Johnson includes invaluable contextual information about the rivalry between the larger and more prosperous coastal Salem Town and the subordinate settlement of Salem Village. Struggles in other colonies were cause for concern amongst the Salem residents. Powerful people, like Reverend Samuel Parris and the wealthy Putnam family, are all introduced in the description of the social and economic situation of the settlement. Initially, a search for witches focussed on outsiders who did not follow societal expectations of the Puritan view of Christian life. Soon, many others were being accused of being witches or wizards. One man who refused to plea was pressed to his death.

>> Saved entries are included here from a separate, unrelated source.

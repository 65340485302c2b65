//! Frame sources: cameras and video files behind one trait.
//!
//! A [`FrameSource`] yields one image per [`read`](FrameSource::read) call and
//! knows nothing about pacing, buffering or consumers; the acquisition loop
//! owns all of that.
//!
//! ## Lifecycle
//!
//! ```text
//! Uninitialized --open()--> Open --read()--> Reading --release()--> Closed
//!       |                                                  ^
//!       +--open() fails--> Failed --release()--------------+
//! ```
//!
//! `open` failures are fatal and abort acquisition before it starts. Read
//! and `set` failures are transient. `release` is idempotent and is always
//! called when the loop exits, including on error paths.
//!
//! ## Variants
//!
//! - [`camera::CameraSource`] wraps a [`camera::CameraDriver`] (hardware
//!   collaborator) picked by name from a [`registry::CameraRegistry`].
//! - [`file::VideoFileSource`] plays a decoded video through a
//!   [`file::VideoReader`], e.g. a memory-mapped [`raw_stack::RawStackReader`].

pub mod camera;
pub mod file;
pub mod raw_stack;
pub mod registry;
pub mod simulated;

pub use camera::{CameraDriver, CameraOptions, CameraSource};
pub use file::{FilePlayback, InMemoryVideo, VideoFileSource, VideoReader};
pub use raw_stack::{encode_raw_stack, RawStackReader};
pub use registry::CameraRegistry;
pub use simulated::SimulatedCamera;

use crate::core::{ImageData, ParameterValue};
use crate::error::SourceError;
use std::fmt;

/// Lifecycle state of a frame source.
#[derive(Clone, Copy, Debug, PartialEq, Eq)]
pub enum SourceState {
    /// Created, not yet opened
    Uninitialized,
    /// Opened, no frame read yet
    Open,
    /// At least one read attempted
    Reading,
    /// Released
    Closed,
    /// Open failed
    Failed,
}

impl SourceState {
    /// Short lowercase name used in errors and logs.
    pub fn as_str(self) -> &'static str {
        match self {
            SourceState::Uninitialized => "uninitialized",
            SourceState::Open => "open",
            SourceState::Reading => "reading",
            SourceState::Closed => "closed",
            SourceState::Failed => "failed",
        }
    }

    /// True in the states where `read` is allowed.
    pub fn is_readable(self) -> bool {
        matches!(self, SourceState::Open | SourceState::Reading)
    }
}

impl fmt::Display for SourceState {
    fn fmt(&self, f: &mut fmt::Formatter<'_>) -> fmt::Result {
        f.write_str(self.as_str())
    }
}

/// Result of one [`FrameSource::read`].
#[derive(Debug)]
pub enum ReadOutcome {
    /// A new image
    Frame(ImageData),
    /// No image this time (timeout, dropped transfer); try again
    Missed,
    /// A non-looping file reached its end
    EndOfStream,
}

/// Producer of images for the acquisition loop.
pub trait FrameSource: Send {
    /// Acquire the underlying device or file. Returns a human-readable
    /// status line reported as the `I:` start-up diagnostic.
    fn open(&mut self) -> Result<String, SourceError>;

    /// Produce the next image.
    fn read(&mut self) -> Result<ReadOutcome, SourceError>;

    /// Apply a parameter between reads.
    fn set(&mut self, name: &str, value: &ParameterValue) -> Result<(), SourceError>;

    /// Reposition playback at frame `index`. Live sources ignore it.
    fn seek(&mut self, _index: usize) -> Result<(), SourceError> {
        Ok(())
    }

    /// Release the device or file. Idempotent.
    fn release(&mut self);

    /// Rate the source naturally produces at, used when no rate is configured.
    fn nominal_framerate(&self) -> Option<f64> {
        None
    }

    /// Current lifecycle state.
    fn state(&self) -> SourceState;

    /// Short description for logs.
    fn describe(&self) -> String;
}

#[cfg(test)]
mod tests {
    use super::*;

    #[test]
    fn test_readable_states() {
        assert!(SourceState::Open.is_readable());
        assert!(SourceState::Reading.is_readable());
        assert!(!SourceState::Uninitialized.is_readable());
        assert!(!SourceState::Failed.is_readable());
        assert_eq!(SourceState::Closed.to_string(), "closed");
    }
}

Johnson describes the courtroom as a circus where accusers put on dramatic displays that they blamed upon the so-called witches. Primary sources in the form of brief selections from court records or other first person accounts are effectively used to echo the narrative.

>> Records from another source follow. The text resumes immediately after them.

//! Simulated camera driver.
//!
//! Generates a moving diagonal gradient whose intensity follows exposure and
//! gain. Used by tests and as the default driver of the `daq_video` binary
//! when no hardware is attached.

use super::camera::{CameraDriver, CameraOptions};
use crate::acquisition::control::{EXPOSURE_LIMITS, GAIN_LIMITS};
use crate::core::{ImageData, ParameterValue, PixelBuffer, Roi};
use crate::error::SourceError;

const DEFAULT_SENSOR: (u32, u32) = (640, 480);

/// Synthetic 8-bit camera.
#[derive(Debug, Clone)]
pub struct SimulatedCamera {
    sensor: (u32, u32),
    options: CameraOptions,
    exposure_ms: f64,
    gain: f64,
    framerate: f64,
    reads: u64,
    fail_every: u64,
    available: bool,
    opened: bool,
}

impl SimulatedCamera {
    /// 640x480 camera with the given options.
    pub fn new(options: CameraOptions) -> Self {
        Self {
            sensor: DEFAULT_SENSOR,
            options,
            exposure_ms: 1.0,
            gain: 1.0,
            framerate: 150.0,
            reads: 0,
            fail_every: 0,
            available: true,
            opened: false,
        }
    }

    /// Camera whose `open` fails, as if the device were unplugged.
    pub fn unavailable() -> Self {
        Self {
            available: false,
            ..Self::new(CameraOptions::default())
        }
    }

    /// Use a `width x height` sensor.
    pub fn with_sensor(mut self, width: u32, height: u32) -> Self {
        self.sensor = (width.max(1), height.max(1));
        self
    }

    /// Return no image on every `n`-th read (0 disables).
    pub fn fail_every(mut self, n: u64) -> Self {
        self.fail_every = n;
        self
    }

    /// Current exposure in milliseconds.
    pub fn exposure_ms(&self) -> f64 {
        self.exposure_ms
    }

    fn region(&self) -> Roi {
        self.options.roi.unwrap_or(Roi {
            x: 0,
            y: 0,
            width: self.sensor.0,
            height: self.sensor.1,
        })
    }

    fn render(&self, t: u64) -> Option<ImageData> {
        let roi = self.region();
        let step = self.options.downsampling.max(1) as usize;
        let width = (roi.width as usize).div_ceil(step);
        let height = (roi.height as usize).div_ceil(step);
        let scale = self.exposure_ms * self.gain;

        let mut data = Vec::with_capacity(width * height);
        for row in 0..height {
            let y = roi.y as usize + row * step;
            for col in 0..width {
                let x = roi.x as usize + col * step;
                let base = ((x + y) as u64 + t) % 256;
                data.push((base as f64 * scale).min(255.0) as u8);
            }
        }
        ImageData::new(width, height, PixelBuffer::U8(data)).ok()
    }

    fn number(name: &str, value: &ParameterValue, limits: (f64, f64)) -> Result<f64, SourceError> {
        let v = value.as_f64().ok_or_else(|| SourceError::Rejected {
            name: name.to_string(),
            reason: format!("expected a number, got {}", value),
        })?;
        if v < limits.0 || v > limits.1 {
            return Err(SourceError::Rejected {
                name: name.to_string(),
                reason: format!("{} outside [{}, {}]", v, limits.0, limits.1),
            });
        }
        Ok(v)
    }
}

impl CameraDriver for SimulatedCamera {
    fn open(&mut self) -> Result<String, SourceError> {
        if !self.available {
            return Err(SourceError::Hardware("simulated camera unavailable".to_string()));
        }
        if let Some(roi) = self.options.roi {
            if !roi.fits(self.sensor.0, self.sensor.1) {
                return Err(SourceError::Hardware(format!(
                    "ROI {:?} exceeds sensor {}x{}",
                    roi, self.sensor.0, self.sensor.1
                )));
            }
        }
        self.opened = true;
        let roi = self.region();
        Ok(format!(
            "Simulated camera opened: {}x{} sensor, {}x{} region, downsampling {}",
            self.sensor.0, self.sensor.1, roi.width, roi.height, self.options.downsampling
        ))
    }

    fn read(&mut self) -> Option<ImageData> {
        if !self.opened {
            return None;
        }
        self.reads += 1;
        if self.fail_every > 0 && self.reads % self.fail_every == 0 {
            return None;
        }
        self.render(self.reads)
    }

    fn set(&mut self, name: &str, value: &ParameterValue) -> Result<(), SourceError> {
        match name {
            "exposure" => self.exposure_ms = Self::number(name, value, EXPOSURE_LIMITS)?,
            "gain" => self.gain = Self::number(name, value, GAIN_LIMITS)?,
            "framerate" => self.framerate = Self::number(name, value, (f64::MIN_POSITIVE, f64::MAX))?,
            "roi" => {
                let parsed = value
                    .as_int_array()
                    .and_then(|v| Roi::from_values(&v))
                    .ok_or_else(|| SourceError::Rejected {
                        name: name.to_string(),
                        reason: format!("expected [x, y, width, height], got {}", value),
                    })?;
                if let Some(roi) = parsed {
                    if !roi.fits(self.sensor.0, self.sensor.1) {
                        return Err(SourceError::Rejected {
                            name: name.to_string(),
                            reason: format!("{:?} exceeds sensor", roi),
                        });
                    }
                }
                self.options.roi = parsed;
            }
            // Buffering is handled by the acquisition loop.
            "ring_buffer_length" => {}
            _ => return Err(SourceError::UnsupportedParameter(name.to_string())),
        }
        Ok(())
    }

    fn release(&mut self) {
        self.opened = false;
    }

    fn nominal_framerate(&self) -> Option<f64> {
        Some(self.framerate)
    }

    fn name(&self) -> &str {
        "simulated"
    }
}

#[cfg(test)]
mod tests {
    use super::*;

    fn open(camera: SimulatedCamera) -> SimulatedCamera {
        let mut camera = camera;
        camera.open().unwrap();
        camera
    }

    #[test]
    fn test_full_sensor_frame() {
        let mut cam = open(SimulatedCamera::new(CameraOptions::default()));
        let img = cam.read().unwrap();
        assert_eq!((img.width(), img.height()), (640, 480));
    }

    #[test]
    fn test_roi_and_downsampling() {
        let options = CameraOptions {
            downsampling: 2,
            roi: Some(Roi {
                x: 10,
                y: 20,
                width: 100,
                height: 50,
            }),
        };
        let mut cam = open(SimulatedCamera::new(options));
        let img = cam.read().unwrap();
        assert_eq!((img.width(), img.height()), (50, 25));
    }

    #[test]
    fn test_gain_scales_intensity() {
        let mut dim = open(SimulatedCamera::new(CameraOptions::default()).with_sensor(8, 8));
        let mut bright = open(SimulatedCamera::new(CameraOptions::default()).with_sensor(8, 8));
        bright.set("gain", &ParameterValue::Float(2.0)).unwrap();
        let a = dim.read().unwrap().sample(1, 1, 0).unwrap();
        let b = bright.read().unwrap().sample(1, 1, 0).unwrap();
        assert_eq!(b, 2.0 * a);
    }

    #[test]
    fn test_rejects_bad_parameters() {
        let mut cam = open(SimulatedCamera::new(CameraOptions::default()));
        assert!(matches!(
            cam.set("exposure", &ParameterValue::Float(500.0)),
            Err(SourceError::Rejected { .. })
        ));
        assert!(matches!(
            cam.set("roi", &ParameterValue::IntArray(vec![600, 0, 100, 100])),
            Err(SourceError::Rejected { .. })
        ));
        assert!(matches!(
            cam.set("shutter", &ParameterValue::Bool(true)),
            Err(SourceError::UnsupportedParameter(_))
        ));
        cam.set("roi", &ParameterValue::IntArray(vec![-1, -1, -1, -1])).unwrap();
        assert_eq!(cam.exposure_ms(), 1.0);
    }

    #[test]
    fn test_roi_outside_sensor_fails_open() {
        let options = CameraOptions {
            downsampling: 1,
            roi: Some(Roi {
                x: 0,
                y: 0,
                width: 1000,
                height: 10,
            }),
        };
        let mut cam = SimulatedCamera::new(options);
        assert!(matches!(cam.open(), Err(SourceError::Hardware(_))));
    }
}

The governor of Massachusetts put an end to the trials after they had gotten wildly out of control. The final trial took place in May 1693. Some fifty prisoners remaining in jail were pardoned but only allowed to go free if they paid for the cost of the food consumed while in prison. Of some two hundred persons charged with witchcraft, 19 were hanged and one pressed to death. Many villagers apologized for what they had said and done and even admitted to lying in court. Of the young girls that started the hysteria, only one made an apology, explaining many years later that the devil had tricked her into lying.

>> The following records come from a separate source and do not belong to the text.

// ============================================================================
// Configuration Loading and Validation
// ============================================================================

impl AcquisitionConfig {
    /// Defaults, then `path` (if given), then `DAQ_VIDEO_` environment variables.
    pub fn figment(path: Option<&Path>) -> Figment {
        let mut figment = Figment::from(Serialized::defaults(AcquisitionConfig::default()));
        if let Some(path) = path {
            figment = figment.merge(Toml::file(path));
        }
        figment.merge(Env::prefixed(ENV_PREFIX).split("__"))
    }

    /// Load and validate configuration.
    ///
    /// # Errors
    ///
    /// Returns a ConfigError if the file cannot be parsed or validation fails.
    pub fn load(path: Option<&Path>) -> Result<Self, ConfigError> {
        Self::from_figment(Self::figment(path))
    }

    /// Load configuration without validating it.
    ///
    /// For callers that layer further overrides (command-line flags) on top
    /// and call [`AcquisitionConfig::validate`] afterwards.
    ///
    /// # Errors
    ///
    /// Returns a ConfigError if the file cannot be parsed.
    pub fn load_unvalidated(path: Option<&Path>) -> Result<Self, ConfigError> {
        Ok(Self::figment(path).extract()?)
    }

    /// Extract and validate configuration from an arbitrary figment.
    pub fn from_figment(figment: Figment) -> Result<Self, ConfigError> {
        let config: Self = figment.extract()?;
        config.validate()?;
        Ok(config)
    }

    /// Validate configuration after loading
    ///
    /// Checks:
    /// - Framerate, if set, is positive and finite
    /// - Rotation is 0-3
    /// - At least one consumer, and room for `n_consumers + 2` queued frames
    /// - Ring buffer length and replay rate are within control limits
    /// - File sources name a file
    /// - Downsampling is at least 1 and the ROI is well formed
    /// - Log level is valid
    pub fn validate(&self) -> Result<(), ConfigError> {
        let acq = &self.acquisition;
        if let Some(rate) = acq.framerate {
            if !rate.is_finite() || rate <= 0.0 {
                return Err(ConfigError::ValidationError(format!(
                    "Invalid framerate {}. Must be positive",
                    rate
                )));
            }
        }

        if acq.rotation > 3 {
            return Err(ConfigError::ValidationError(format!(
                "Invalid rotation {}. Must be 0-3",
                acq.rotation
            )));
        }

        if acq.n_consumers == 0 {
            return Err(ConfigError::ValidationError(
                "n_consumers must be at least 1".to_string(),
            ));
        }

        if acq.queue_capacity < acq.n_consumers + 2 {
            return Err(ConfigError::ValidationError(format!(
                "queue_capacity {} cannot hold n_consumers + 2 = {} frames",
                acq.queue_capacity,
                acq.n_consumers + 2
            )));
        }

        let (min_len, max_len) = RING_BUFFER_LENGTH_LIMITS;
        if (acq.ring_buffer_length as f64) < min_len || (acq.ring_buffer_length as f64) > max_len {
            return Err(ConfigError::ValidationError(format!(
                "Invalid ring_buffer_length {}. Must be {}-{}",
                acq.ring_buffer_length, min_len, max_len
            )));
        }

        let (min_fps, max_fps) = REPLAY_FPS_LIMITS;
        if !(min_fps..=max_fps).contains(&acq.replay_fps) {
            return Err(ConfigError::ValidationError(format!(
                "Invalid replay_fps {}. Must be {}-{}",
                acq.replay_fps, min_fps, max_fps
            )));
        }

        if self.source.kind == SourceKind::File && self.source.path.is_none() {
            return Err(ConfigError::ValidationError(
                "File source requires 'path'".to_string(),
            ));
        }

        if self.source.downsampling == 0 {
            return Err(ConfigError::ValidationError(
                "downsampling must be at least 1".to_string(),
            ));
        }

        if let Some(roi) = &self.source.roi {
            if Roi::from_values(roi).is_none() {
                return Err(ConfigError::ValidationError(format!(
                    "Invalid roi {:?}",
                    roi
                )));
            }
        }

        let valid_levels = ["trace", "debug", "info", "warn", "error"];
        if !valid_levels.contains(&self.logging.level.as_str()) {
            return Err(ConfigError::ValidationError(format!(
                "Invalid log level '{}'. Must be one of: {}",
                self.logging.level,
                valid_levels.join(", ")
            )));
        }

        Ok(())
    }

    /// Loop settings described by this configuration.
    pub fn loop_settings(&self) -> LoopSettings {
        let acq = &self.acquisition;
        LoopSettings {
            framerate: acq.framerate,
            rotation: acq.rotation,
            n_consumers: acq.n_consumers,
            ring_buffer_length: acq.ring_buffer_length,
            replay: acq.replay,
            replay_fps: acq.replay_fps,
            offset: self.source.offset,
            loop_playback: self.source.loop_playback,
            control_poll_timeout: Duration::from_micros(acq.control_poll_timeout_us),
            kill_poll_timeout: Duration::from_micros(acq.kill_poll_timeout_us),
            framerate_window: acq.framerate_window,
        }
    }

    /// Build the configured (unopened) frame source.
    pub fn build_source(
        &self,
        registry: &CameraRegistry,
    ) -> Result<Box<dyn FrameSource>, AcquisitionError> {
        match self.source.kind {
            SourceKind::Camera => {
                let options = CameraOptions {
                    downsampling: self.source.downsampling,
                    roi: self.source.roi.as_ref().and_then(|r| Roi::from_values(r)).flatten(),
                };
                let driver = registry.create(&self.source.driver, options)?;
                Ok(Box::new(CameraSource::new(driver)))
            }
            SourceKind::File => {
                let path = self.source.path.as_deref().ok_or_else(|| {
                    AcquisitionError::Configuration("File source requires 'path'".to_string())
                })?;
                let playback = FilePlayback {
                    loop_playback: self.source.loop_playback,
                    offset: self.source.offset,
                };
                Ok(Box::new(VideoFileSource::open_path(path, playback)?))
            }
        }
    }
}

The whole sorry episode cannot be explained by one simple cause. Johnson presents two theories: a fungus in the rye bread made the girls who started the craze sick; the girls faked the whole thing because they were bored in the small strict Puritan village. Once the witch trials began, however, it is clear that the societal worldview and discord helped to create conditions that some powerful people used for personal financial gain.
This volume in the “Crabtree Chrome” series is intended for reluctant readers who are reading several levels below grade. It is definitely an engaging topic that should interest junior readers as well as the publisher’s stated target of struggling readers in grades 6-9. At least two of the five books listed in “Learning More” are written for primary level readers. Websites noted, including that for the Salem Witch Museum, are well-suited to young readers. There is an index, a table of contents, and the text is divided into subtopics as shown in the excerpt above.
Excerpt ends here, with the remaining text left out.